The band's name was usually abbreviated, with appropriately dark humour, to Grob, meaning coffin. While its output would not have sounded surprising to a western ear, in the Soviet Union the 1980s were the days of magnitizdat, when secretly recorded tapes of underground concerts were passed from hand to hand. Much of the music was officially banned because of its antitotalitarian, anti-Soviet lyrics and its western-influenced form.
Igor Fyodorovich “Yegor” Letov was born in 1964 in Omsk in Siberia. His father was in the military and his mother was a doctor; both were avid readers, and young Yegor grew up with a large home library. He loved reading, counting Dostoevsky, Sartre and the avant-garde poet Vvedensky among his favourite authors, and remembered his childhood fondly, despite his difficult, occasionally violent, relationship with his father.
At school Letov was an average student but he enjoyed and excelled in music. He learnt the guitar and as a teenager had already started composing songs. After school he started to work as a designer in a factory but soon gave it up to devote himself to music. Like many of his generation, born into the stagnation of the Brezhnev era, Letov sought in music not only an escape from state orthodoxy but also an arena where he and his contemporaries could express their fierce contempt of state rhetoric.

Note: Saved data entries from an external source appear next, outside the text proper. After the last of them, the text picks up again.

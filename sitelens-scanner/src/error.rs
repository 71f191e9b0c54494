use thiserror::Error;

#[derive(Error, Debug)]
pub enum CaptureError {
    #[error("Navigation to {url} failed: {reason}")]
    Navigation { url: String, reason: String },

    #[error("Navigation to {url} timed out after {timeout_ms}ms")]
    Timeout { url: String, timeout_ms: u64 },

    #[error("Invalid URL: {0}")]
    InvalidUrl(String),

    #[error("Rendering engine error: {0}")]
    Engine(String),

    #[error("Task join error: {0}")]
    JoinError(#[from] tokio::task::JoinError),
}

impl CaptureError {
    pub fn navigation(url: &str, reason: impl ToString) -> Self {
        CaptureError::Navigation {
            url: url.to_string(),
            reason: reason.to_string(),
        }
    }

    pub fn is_timeout(&self) -> bool {
        matches!(self, CaptureError::Timeout { .. })
    }
}

pub type Result<T> = std::result::Result<T, CaptureError>;

/// A single network record that could not be turned into a typed record.
/// Never propagated: the record is logged and skipped.
#[derive(Error, Debug, Clone, PartialEq)]
#[error("Malformed {kind} record ({url}): {reason}")]
pub struct MalformedSignal {
    pub kind: &'static str,
    pub url: String,
    pub reason: String,
}

impl MalformedSignal {
    pub fn new(kind: &'static str, url: impl Into<String>, reason: impl Into<String>) -> Self {
        Self {
            kind,
            url: url.into(),
            reason: reason.into(),
        }
    }
}

#[derive(Error, Debug)]
pub enum LookupError {
    #[error("Registry connection failed: {0}")]
    Connection(#[from] std::io::Error),

    #[error("Registry lookup timed out after {0}ms")]
    Timeout(u64),

    #[error("Registry returned no usable data for {0}")]
    Empty(String),

    #[error("Invalid hostname: {0}")]
    InvalidHost(String),
}
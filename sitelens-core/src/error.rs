use sitelens_scanner::CaptureError;
use std::path::PathBuf;
use thiserror::Error;

#[derive(Error, Debug)]
pub enum AnalysisError {
    #[error("Invalid URL: {0}")]
    InvalidUrl(String),

    #[error(transparent)]
    Capture(#[from] CaptureError),
}

pub type Result<T> = std::result::Result<T, AnalysisError>;

#[derive(Error, Debug)]
pub enum ConfigError {
    #[error("Failed to read config file {path}: {source}")]
    Read {
        path: PathBuf,
        #[source]
        source: std::io::Error,
    },

    #[error("Invalid config file {path}: {source}")]
    Parse {
        path: PathBuf,
        #[source]
        source: serde_json::Error,
    },

    #[error("Invalid risk thresholds: {0}")]
    Thresholds(String),

    #[error("Weight for {name} must be within 0..=100, got {weight}")]
    Weight { name: String, weight: u32 },

    #[error("{0} timeout must be greater than zero")]
    ZeroTimeout(&'static str),
}
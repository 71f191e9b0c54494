pub mod commands;
pub mod handlers;
pub mod server;

pub use handlers::{build_config, normalize_url};
pub use server::{ApiResponse, router};

pub const CLAP_STYLING: clap::builder::styling::Styles = clap::builder::styling::Styles::styled()
    .header(clap_cargo::style::HEADER)
    .usage(clap_cargo::style::USAGE)
    .literal(clap_cargo::style::LITERAL)
    .placeholder(clap_cargo::style::PLACEHOLDER)
    .error(clap_cargo::style::ERROR)
    .valid(clap_cargo::style::VALID)
    .invalid(clap_cargo::style::INVALID);
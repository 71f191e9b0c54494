// Signal extraction: raw snapshot to normalized, query-friendly evidence

use sitelens_scanner::{
    Cookie, MalformedSignal, RawPageSnapshot, ResponseRecord, ScriptAsset, StyleAsset,
};
use std::collections::BTreeMap;
use tracing::debug;
use url::Url;

/// A well-formed response with lower-cased header names.
#[derive(Debug, Clone, PartialEq)]
pub struct NormalizedResponse {
    pub url: String,
    pub status: u16,
    pub method: String,
    pub headers: BTreeMap<String, String>,
}

/// Immutable evidence bundle consumed by the classifier and the scorer.
#[derive(Debug, Clone, Default)]
pub struct Signals {
    pub url: String,
    pub html: String,
    pub title: String,
    /// Main-document headers, names lower-cased. Empty when no response qualified.
    pub headers: BTreeMap<String, String>,
    pub main_response: Option<NormalizedResponse>,
    pub responses: Vec<NormalizedResponse>,
    pub scripts: Vec<ScriptAsset>,
    /// External stylesheets first, then inline blocks.
    pub styles: Vec<StyleAsset>,
    pub cookies: Vec<Cookie>,
    pub request_urls: Vec<String>,
    pub links: Vec<String>,
    /// Response records dropped for missing headers.
    pub skipped_responses: usize,
}

impl Signals {
    pub fn header(&self, name: &str) -> Option<&str> {
        self.headers.get(&name.to_lowercase()).map(String::as_str)
    }

    pub fn has_header(&self, name: &str) -> bool {
        self.header(name).is_some()
    }

    /// Main-document headers rendered as `name: value` lines.
    pub fn headers_text(&self) -> String {
        self.headers
            .iter()
            .map(|(k, v)| format!("{}: {}", k, v))
            .collect::<Vec<_>>()
            .join("\n")
    }

    /// Script bodies and script source URLs, one entry per non-empty value.
    pub fn js_texts(&self) -> impl Iterator<Item = &str> {
        self.scripts.iter().flat_map(|s| {
            s.content
                .as_deref()
                .into_iter()
                .chain(s.source.as_deref())
                .filter(|t| !t.is_empty())
        })
    }

    /// Stylesheet bodies and stylesheet hrefs, one entry per non-empty value.
    pub fn css_texts(&self) -> impl Iterator<Item = &str> {
        self.styles.iter().flat_map(|s| {
            s.content
                .as_deref()
                .into_iter()
                .chain(s.href.as_deref())
                .filter(|t| !t.is_empty())
        })
    }

    /// Request URLs followed by the page markup.
    pub fn network_text(&self) -> String {
        let mut text = self.request_urls.join(" ");
        text.push(' ');
        text.push_str(&self.html);
        text
    }

    pub fn is_https(&self) -> bool {
        Url::parse(&self.url)
            .map(|u| u.scheme() == "https")
            .unwrap_or(false)
    }
}

/// Normalize a snapshot. Pure; malformed response records are logged and skipped.
pub fn extract(snapshot: &RawPageSnapshot) -> Signals {
    let mut skipped = 0;
    let mut responses = Vec::with_capacity(snapshot.responses.len());

    for record in &snapshot.responses {
        match normalize_response(record) {
            Ok(response) => responses.push(response),
            Err(e) => {
                debug!("{}", e);
                skipped += 1;
            }
        }
    }

    let main_response = select_main_response(&snapshot.url, &responses).cloned();
    let headers = main_response
        .as_ref()
        .map(|r| r.headers.clone())
        .unwrap_or_default();

    let styles = snapshot
        .styles
        .external
        .iter()
        .chain(snapshot.styles.inline.iter())
        .cloned()
        .collect();

    Signals {
        url: snapshot.url.clone(),
        html: snapshot.html.clone(),
        title: snapshot.title.clone(),
        headers,
        main_response,
        responses,
        scripts: snapshot.scripts.clone(),
        styles,
        cookies: snapshot.cookies.clone(),
        request_urls: snapshot.requests.iter().map(|r| r.url.clone()).collect(),
        links: snapshot.links.clone(),
        skipped_responses: skipped,
    }
}

fn normalize_response(record: &ResponseRecord) -> Result<NormalizedResponse, MalformedSignal> {
    let headers = record
        .headers
        .as_ref()
        .ok_or_else(|| MalformedSignal::new("response", &record.url, "no headers"))?;

    let mut lowered: BTreeMap<String, String> = BTreeMap::new();
    for (name, value) in headers {
        lowered
            .entry(name.to_lowercase())
            .and_modify(|existing| {
                existing.push_str(", ");
                existing.push_str(value);
            })
            .or_insert_with(|| value.clone());
    }

    Ok(NormalizedResponse {
        url: record.url.clone(),
        status: record.status,
        method: record.method.clone(),
        headers: lowered,
    })
}

/// Exact URL match, then a match ignoring one trailing slash, then the first
/// well-formed response.
pub fn select_main_response<'a>(
    url: &str,
    responses: &'a [NormalizedResponse],
) -> Option<&'a NormalizedResponse> {
    let trimmed = url.trim_end_matches('/');
    responses
        .iter()
        .find(|r| r.url == url)
        .or_else(|| responses.iter().find(|r| r.url.trim_end_matches('/') == trimmed))
        .or_else(|| responses.first())
}

#[cfg(test)]
mod tests {
    use super::*;

    fn response(url: &str, server: &str) -> NormalizedResponse {
        NormalizedResponse {
            url: url.to_string(),
            status: 200,
            method: "GET".to_string(),
            headers: BTreeMap::from([("server".to_string(), server.to_string())]),
        }
    }

    #[test]
    fn test_select_main_prefers_exact_match() {
        let responses = vec![
            response("https://example.com", "first"),
            response("https://example.com/", "exact"),
        ];
        let main = select_main_response("https://example.com/", &responses).unwrap();
        assert_eq!(main.headers["server"], "exact");
    }

    #[test]
    fn test_select_main_ignores_trailing_slash() {
        let responses = vec![
            response("https://cdn.example.com/app.js", "cdn"),
            response("https://example.com", "doc"),
        ];
        let main = select_main_response("https://example.com/", &responses).unwrap();
        assert_eq!(main.headers["server"], "doc");
    }

    #[test]
    fn test_select_main_falls_back_to_first() {
        let responses = vec![response("https://www.example.com/", "redirected")];
        let main = select_main_response("https://example.com/", &responses).unwrap();
        assert_eq!(main.headers["server"], "redirected");
        assert!(select_main_response("https://example.com/", &[]).is_none());
    }
}
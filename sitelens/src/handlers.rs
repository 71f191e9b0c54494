use anyhow::{Context, Result, bail};
use clap::ArgMatches;
use colored::Colorize;
use indicatif::{ProgressBar, ProgressStyle};
use sitelens_core::config::AnalyzerConfig;
use sitelens_core::risk::RiskLevel;
use sitelens_core::whois::WhoisOutcome;
use sitelens_core::{Analyzer, Report, classify_snapshot};
use sitelens_scanner::{EngineKind, RawPageSnapshot};
use std::fs;
use std::net::SocketAddr;
use std::path::PathBuf;
use std::sync::Arc;
use std::time::Duration;
use tracing::info;
use tracing_subscriber::EnvFilter;
use url::Url;

const DEFAULT_LOG_FILTER: &str = "sitelens=info,sitelens_core=info,sitelens_scanner=info";

/// Log to stderr so JSON on stdout stays clean. `RUST_LOG` overrides the default filter.
pub fn init_logging(quiet: bool) {
    let default = if quiet { "warn" } else { DEFAULT_LOG_FILTER };
    let filter = EnvFilter::try_from_default_env().unwrap_or_else(|_| EnvFilter::new(default));
    let _ = tracing_subscriber::fmt()
        .with_env_filter(filter)
        .with_writer(std::io::stderr)
        .with_target(false)
        .try_init();
}

pub fn print_banner() {
    eprintln!(
        "{} {}",
        "sitelens".bright_cyan().bold(),
        env!("CARGO_PKG_VERSION").bright_black()
    );
}

/// Trim `input` and prepend `https://` when no scheme is given. `None` unless
/// the result is an http(s) URL with a host.
pub fn normalize_url(input: &str) -> Option<String> {
    let trimmed = input.trim();
    if trimmed.is_empty() {
        return None;
    }

    let candidate = if trimmed.contains("://") {
        trimmed.to_string()
    } else {
        format!("https://{}", trimmed)
    };

    let parsed = Url::parse(&candidate).ok()?;
    if !matches!(parsed.scheme(), "http" | "https") || parsed.host_str().is_none_or(str::is_empty) {
        return None;
    }
    Some(parsed.to_string())
}

/// Config file (if any) with command-line overrides applied.
pub fn build_config(args: &ArgMatches) -> Result<AnalyzerConfig> {
    let path = args.get_one::<String>("config").map(String::as_str);
    let mut config = AnalyzerConfig::load_optional(path)?;

    if let Some(timeout) = args.get_one::<u64>("timeout") {
        config.capture.timeout_ms = *timeout;
    }
    if let Some(max) = args.get_one::<usize>("max-contexts") {
        config.capture.max_contexts = *max;
    }
    if let Some(engine) = args.get_one::<String>("engine") {
        config.capture.engine = EngineKind::from_str(engine)
            .with_context(|| format!("Unknown engine '{}'", engine))?;
    }
    if args.get_flag("no-whois") {
        config.whois.enabled = false;
    }

    config.validate()?;
    Ok(config)
}

fn spinner(message: &str) -> Result<ProgressBar> {
    let spinner = ProgressBar::new_spinner();
    spinner.set_style(ProgressStyle::default_spinner().template("{spinner:.cyan} {msg}")?);
    spinner.enable_steady_tick(Duration::from_millis(100));
    spinner.set_message(message.to_string());
    Ok(spinner)
}

pub async fn handle_analyze(args: &ArgMatches) -> Result<()> {
    let quiet = args.get_flag("quiet");
    let raw_url = args.get_one::<String>("URL").context("URL is required")?;
    let Some(url) = normalize_url(raw_url) else {
        bail!("Invalid URL '{}'", raw_url);
    };

    let config = build_config(args)?;
    let analyzer = Analyzer::from_config(&config)?;

    let progress = if quiet {
        None
    } else {
        Some(spinner(&format!("Analyzing {}", url))?)
    };
    let outcome = analyzer.analyze(&url).await;
    if let Some(progress) = progress {
        progress.finish_and_clear();
    }
    let report = outcome?;

    if !quiet {
        print_summary(&report);
    }
    emit(
        &report,
        args.get_flag("pretty"),
        args.get_one::<PathBuf>("output"),
    )
}

pub fn handle_classify(args: &ArgMatches) -> Result<()> {
    let path = args
        .get_one::<PathBuf>("SNAPSHOT")
        .context("SNAPSHOT is required")?;
    let config = build_config(args)?;

    let raw = fs::read_to_string(path)
        .with_context(|| format!("Failed to read snapshot {}", path.display()))?;
    let snapshot: RawPageSnapshot = serde_json::from_str(&raw)
        .with_context(|| format!("Invalid snapshot {}", path.display()))?;

    info!(url = %snapshot.url, "Classifying saved snapshot");
    let report = classify_snapshot(&snapshot.url, &snapshot, &config.risk, WhoisOutcome::skipped());

    if !args.get_flag("quiet") {
        print_summary(&report);
    }
    emit(&report, args.get_flag("pretty"), None)
}

pub async fn handle_serve(args: &ArgMatches) -> Result<()> {
    let addr = *args
        .get_one::<SocketAddr>("bind")
        .context("bind address is required")?;
    let config = build_config(args)?;
    let analyzer = Arc::new(Analyzer::from_config(&config)?);

    if !args.get_flag("quiet") {
        eprintln!("{} Serving on http://{}", "→".blue(), addr);
    }
    crate::server::serve(analyzer, addr).await
}

fn emit(report: &Report, pretty: bool, output: Option<&PathBuf>) -> Result<()> {
    let json = report.to_json(pretty)?;
    match output {
        Some(path) => {
            fs::write(path, json).with_context(|| format!("Failed to write {}", path.display()))?;
            eprintln!("{} Report written to {}", "✓".green().bold(), path.display());
        }
        None => println!("{}", json),
    }
    Ok(())
}

fn colored_level(level: RiskLevel) -> colored::ColoredString {
    match level {
        RiskLevel::Low => level.as_str().green().bold(),
        RiskLevel::Medium => level.as_str().yellow().bold(),
        RiskLevel::High => level.as_str().red().bold(),
        RiskLevel::Critical => level.as_str().bright_red().bold().underline(),
    }
}

/// Human summary on stderr.
pub fn print_summary(report: &Report) {
    let vulns = &report.vulnerabilities;
    let tech = &report.technology;

    eprintln!("{}", "═".repeat(60).bright_blue().bold());
    eprintln!("  {}", report.url.bright_white().bold());
    eprintln!("{}", "═".repeat(60).bright_blue().bold());

    eprintln!(
        "{} Risk score {} ({})",
        "→".blue(),
        vulns.risk_score.to_string().bold(),
        colored_level(vulns.risk_level)
    );

    let sections = [
        ("Frontend", &tech.frontend),
        ("CSS", &tech.css),
        ("Build tools", &tech.build_tools),
        ("Backend", &tech.backend),
        ("CMS", &tech.cms),
        ("CDN", &tech.cdn),
        ("Infrastructure", &tech.infrastructure),
        ("Analytics", &tech.analytics),
        ("Misc", &tech.misc),
    ];
    for (label, findings) in sections {
        if findings.is_empty() {
            continue;
        }
        let names: Vec<String> = findings
            .iter()
            .map(|f| match f.version.as_ref().and_then(|v| v.known()) {
                Some(version) => format!("{} {}", f.name, version),
                None => f.name.clone(),
            })
            .collect();
        eprintln!("  {:<15} {}", label.bright_black(), names.join(", "));
    }

    if !tech.security.missing.is_empty() {
        let missing: Vec<&str> = tech.security.missing.iter().map(|h| h.name.as_str()).collect();
        eprintln!("{} Missing headers: {}", "⚠".yellow().bold(), missing.join(", "));
    }
    for recommendation in &vulns.recommendations {
        eprintln!("  {} {}", "•".cyan(), recommendation);
    }

    match &report.whois {
        WhoisOutcome::Record(record) => {
            if let Some(registrar) = &record.registrar {
                eprintln!("{} Registrar: {}", "✓".green(), registrar);
            }
        }
        WhoisOutcome::Error { error } => {
            eprintln!("{} {}", "✗".bright_black(), error.bright_black())
        }
    }
    eprintln!();
}
/// The full rule battery, evaluated top to bottom.
pub static RULES: &[DetectionRule] = &[
    // Frontend
    DetectionRule {
        id: "react-root",
        category: Category::Frontend,
        name: "React",
        evidence: Evidence::Html(&RE_REACT_ROOT),
        versions: &[VersionSource::Script(&RE_REACT_VERSION)],
    },
    DetectionRule {
        id: "vue-scoped-attr",
        category: Category::Frontend,
        name: "Vue.js",
        evidence: Evidence::Html(&RE_VUE_SCOPED),
        versions: &[VersionSource::Script(&RE_VUE_VERSION)],
    },
    DetectionRule {
        id: "angular-ng-version",
        category: Category::Frontend,
        name: "Angular",
        evidence: Evidence::Html(&RE_NG_VERSION),
        versions: &[VersionSource::Html(&RE_NG_VERSION)],
    },
    DetectionRule {
        id: "angularjs-directive",
        category: Category::Frontend,
        name: "AngularJS",
        evidence: Evidence::Html(&RE_ANGULARJS_DIRECTIVE),
        versions: &[VersionSource::Script(&RE_ANGULARJS_VERSION)],
    },
    DetectionRule {
        id: "angularjs-script",
        category: Category::Frontend,
        name: "AngularJS",
        evidence: Evidence::Script(&RE_ANGULARJS_SCRIPT),
        versions: &[VersionSource::Script(&RE_ANGULARJS_VERSION)],
    },
    DetectionRule {
        id: "svelte-hash",
        category: Category::Frontend,
        name: "Svelte",
        evidence: Evidence::Html(&RE_SVELTE),
        versions: &[],
    },
    DetectionRule {
        id: "jquery-markup",
        category: Category::Frontend,
        name: "jQuery",
        evidence: Evidence::Html(&RE_JQUERY_MARKUP),
        versions: &[VersionSource::Script(&RE_JQUERY_VERSION)],
    },
    DetectionRule {
        id: "jquery-script",
        category: Category::Frontend,
        name: "jQuery",
        evidence: Evidence::Script(&RE_JQUERY_SCRIPT),
        versions: &[VersionSource::Script(&RE_JQUERY_VERSION)],
    },
    DetectionRule {
        id: "nextjs-data",
        category: Category::Frontend,
        name: "Next.js",
        evidence: Evidence::Html(&RE_NEXT),
        versions: &[],
    },
    DetectionRule {
        id: "nuxt-state",
        category: Category::Frontend,
        name: "Nuxt.js",
        evidence: Evidence::Html(&RE_NUXT),
        versions: &[],
    },
    // CSS
    DetectionRule {
        id: "bootstrap-grid",
        category: Category::Css,
        name: "Bootstrap",
        evidence: Evidence::HtmlAll(&BOOTSTRAP_GRID),
        versions: &[VersionSource::Style(&RE_BOOTSTRAP_VERSION), VersionSource::BootstrapHint],
    },
    DetectionRule {
        id: "tailwind-utilities",
        category: Category::Css,
        name: "Tailwind CSS",
        evidence: Evidence::Html(&RE_TAILWIND),
        versions: &[],
    },
    // Build tools
    DetectionRule {
        id: "webpack-runtime",
        category: Category::BuildTools,
        name: "Webpack",
        evidence: Evidence::Script(&RE_WEBPACK),
        versions: &[],
    },
    DetectionRule {
        id: "vite-runtime",
        category: Category::BuildTools,
        name: "Vite",
        evidence: Evidence::Script(&RE_VITE),
        versions: &[],
    },
    DetectionRule {
        id: "parcel-runtime",
        category: Category::BuildTools,
        name: "Parcel",
        evidence: Evidence::Script(&RE_PARCEL),
        versions: &[],
    },
    DetectionRule {
        id: "rollup-helpers",
        category: Category::BuildTools,
        name: "Rollup",
        evidence: Evidence::Script(&RE_ROLLUP),
        versions: &[],
    },
    // Backend
    DetectionRule {
        id: "server-apache",
        category: Category::Backend,
        name: "Apache",
        evidence: Evidence::Header("server", &RE_APACHE),
        versions: &[VersionSource::Header("server", &RE_APACHE_VERSION)],
    },
    DetectionRule {
        id: "server-nginx",
        category: Category::Backend,
        name: "Nginx",
        evidence: Evidence::Header("server", &RE_NGINX),
        versions: &[VersionSource::Header("server", &RE_NGINX_VERSION)],
    },
    DetectionRule {
        id: "server-iis",
        category: Category::Backend,
        name: "IIS",
        evidence: Evidence::Header("server", &RE_IIS),
        versions: &[VersionSource::Header("server", &RE_IIS_VERSION)],
    },
    DetectionRule {
        id: "server-cloudflare",
        category: Category::Backend,
        name: "Cloudflare (edge)",
        evidence: Evidence::Header("server", &RE_CLOUDFLARE),
        versions: &[],
    },
    DetectionRule {
        id: "powered-by-php",
        category: Category::Backend,
        name: "PHP",
        evidence: Evidence::Header("x-powered-by", &RE_PHP),
        versions: &[VersionSource::Header("x-powered-by", &RE_PHP_VERSION)],
    },
    DetectionRule {
        id: "powered-by-express",
        category: Category::Backend,
        name: "Node.js (Express)",
        evidence: Evidence::Header("x-powered-by", &RE_EXPRESS),
        versions: &[],
    },
    DetectionRule {
        id: "django-version-header",
        category: Category::Backend,
        name: "Python (Django)",
        evidence: Evidence::HeaderPresent("x-django-version"),
        versions: &[VersionSource::Header("x-django-version", &RE_PLAIN_VERSION)],
    },
    DetectionRule {
        id: "rails-header",
        category: Category::Backend,
        name: "Ruby on Rails",
        evidence: Evidence::HeaderPresent("x-rails"),
        versions: &[],
    },
    DetectionRule {
        id: "powered-by-laravel",
        category: Category::Backend,
        name: "Laravel",
        evidence: Evidence::Header("x-powered-by", &RE_LARAVEL),
        versions: &[],
    },
    // CMS
    DetectionRule {
        id: "wordpress-paths",
        category: Category::Cms,
        name: "WordPress",
        evidence: Evidence::Html(&RE_WORDPRESS),
        versions: &[VersionSource::Html(&RE_WORDPRESS_VERSION)],
    },
    DetectionRule {
        id: "drupal-settings",
        category: Category::Cms,
        name: "Drupal",
        evidence: Evidence::Html(&RE_DRUPAL),
        versions: &[],
    },
    DetectionRule {
        id: "joomla-paths",
        category: Category::Cms,
        name: "Joomla",
        evidence: Evidence::Html(&RE_JOOMLA),
        versions: &[],
    },
    DetectionRule {
        id: "magento-scripts",
        category: Category::Cms,
        name: "Magento",
        evidence: Evidence::Html(&RE_MAGENTO),
        versions: &[],
    },
    DetectionRule {
        id: "shopify-cdn",
        category: Category::Cms,
        name: "Shopify",
        evidence: Evidence::Html(&RE_SHOPIFY),
        versions: &[],
    },
    // CDN
    DetectionRule {
        id: "cdn-cloudflare",
        category: Category::Cdn,
        name: "Cloudflare",
        evidence: Evidence::Headers(&RE_CLOUDFLARE),
        versions: &[],
    },
    DetectionRule {
        id: "cdn-cloudfront",
        category: Category::Cdn,
        name: "AWS CloudFront",
        evidence: Evidence::Headers(&RE_CLOUDFRONT),
        versions: &[],
    },
    DetectionRule {
        id: "cdn-fastly",
        category: Category::Cdn,
        name: "Fastly",
        evidence: Evidence::Headers(&RE_FASTLY),
        versions: &[],
    },
    DetectionRule {
        id: "cdn-akamai",
        category: Category::Cdn,
        name: "Akamai",
        evidence: Evidence::Headers(&RE_AKAMAI),
        versions: &[],
    },
    // Infrastructure
    DetectionRule {
        id: "infra-aws",
        category: Category::Infrastructure,
        name: "AWS",
        evidence: Evidence::Network(&RE_AWS),
        versions: &[],
    },
    DetectionRule {
        id: "infra-gcp",
        category: Category::Infrastructure,
        name: "Google Cloud",
        evidence: Evidence::Network(&RE_GCP),
        versions: &[],
    },
    DetectionRule {
        id: "infra-azure",
        category: Category::Infrastructure,
        name: "Azure",
        evidence: Evidence::Network(&RE_AZURE),
        versions: &[],
    },
    DetectionRule {
        id: "infra-digitalocean",
        category: Category::Infrastructure,
        name: "DigitalOcean",
        evidence: Evidence::Network(&RE_DIGITALOCEAN),
        versions: &[],
    },
    DetectionRule {
        id: "infra-netlify",
        category: Category::Infrastructure,
        name: "Netlify",
        evidence: Evidence::Network(&RE_NETLIFY),
        versions: &[],
    },
    DetectionRule {
        id: "infra-vercel",
        category: Category::Infrastructure,
        name: "Vercel",
        evidence: Evidence::Network(&RE_VERCEL),
        versions: &[],
    },
    // Analytics
    DetectionRule {
        id: "google-analytics",
        category: Category::Analytics,
        name: "Google Analytics",
        evidence: Evidence::Html(&RE_GA),
        versions: &[],
    },
    DetectionRule {
        id: "facebook-pixel",
        category: Category::Analytics,
        name: "Facebook Pixel",
        evidence: Evidence::Html(&RE_FB_PIXEL),
        versions: &[],
    },
    DetectionRule {
        id: "hotjar",
        category: Category::Analytics,
        name: "Hotjar",
        evidence: Evidence::Html(&RE_HOTJAR),
        versions: &[],
    },
    DetectionRule {
        id: "mixpanel",
        category: Category::Analytics,
        name: "Mixpanel",
        evidence: Evidence::Html(&RE_MIXPANEL),
        versions: &[],
    },
    DetectionRule {
        id: "amplitude",
        category: Category::Analytics,
        name: "Amplitude",
        evidence: Evidence::Html(&RE_AMPLITUDE),
        versions: &[],
    },
    DetectionRule {
        id: "segment",
        category: Category::Analytics,
        name: "Segment",
        evidence: Evidence::Html(&RE_SEGMENT),
        versions: &[],
    },
    // Misc
    DetectionRule {
        id: "stripe",
        category: Category::Misc,
        name: "Stripe",
        evidence: Evidence::Html(&RE_STRIPE),
        versions: &[],
    },
    DetectionRule {
        id: "paypal",
        category: Category::Misc,
        name: "PayPal",
        evidence: Evidence::Html(&RE_PAYPAL),
        versions: &[],
    },
    DetectionRule {
        id: "intercom",
        category: Category::Misc,
        name: "Intercom",
        evidence: Evidence::Html(&RE_INTERCOM),
        versions: &[],
    },
];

He formed his first group in Omsk in 1982. Its name, Posev, came from a dissident journal published by the NTS, a patriotic anti-communist organisation founded by émigrés in 1930 in Belgrade. The choice of name revealed much about Letov's personal and political philosophy at the time. His views would change in the course of his life, however: after starting out as anti-communist and anarchist, he later came to define himself as a real communist, and in his final years thought of himself as a “global Christian”. By 1985 Posev had changed its name to Grazhdanskaya Oborona, and with that a musical cult was born. Its lyrics were no less offensive to the establishment than its western-influenced form. Official taste did not run to rock music, and the band signally failed to supply one of the key requirements of the Soviet aesthetic: the positive hero.
Grazhdanskaya Oborona was not without antecedents. As the old Soviet artistic forms became sclerotic in the 1970s and 1970s, and in the absence of a state-sponsored alternative, new styles had developed organically and were seized on by a public hungry for change.
Such singer-songwriters as Okudzhava and Vysotsky were one of the initial developments in this direction. Vysotsky's abrasive vocal style came not from a lack of talent but from a conscious rejection of the polished Soviet vocal form. His lyrics reflected life's brutal, sordid details with biting wit, and infectious humour. He also brought the surreal, long a bugbear of the Soviet Union, to the public stage. That early generation helped to break the boundaries imposed on art by the Soviet elite and prefigured such groups as Grazhdanskaya Oborona.
The group's outspoken lyrics and challenging posture soon attracted official attention, and in what was one of the Soviet Union's last attacks on
“anti-Soviet” activity and elements, one band member was called up for military service, while Letov was sentenced to three months in a mental institution. While the band, like others on the underground music scene - notably Kureikhin, KINO, Mashina Vremeni and Yanka Diaghileva - clearly had no future in the Soviet Union, at the same time being defined by the state as dangerous only added to its reputation - at home and abroad.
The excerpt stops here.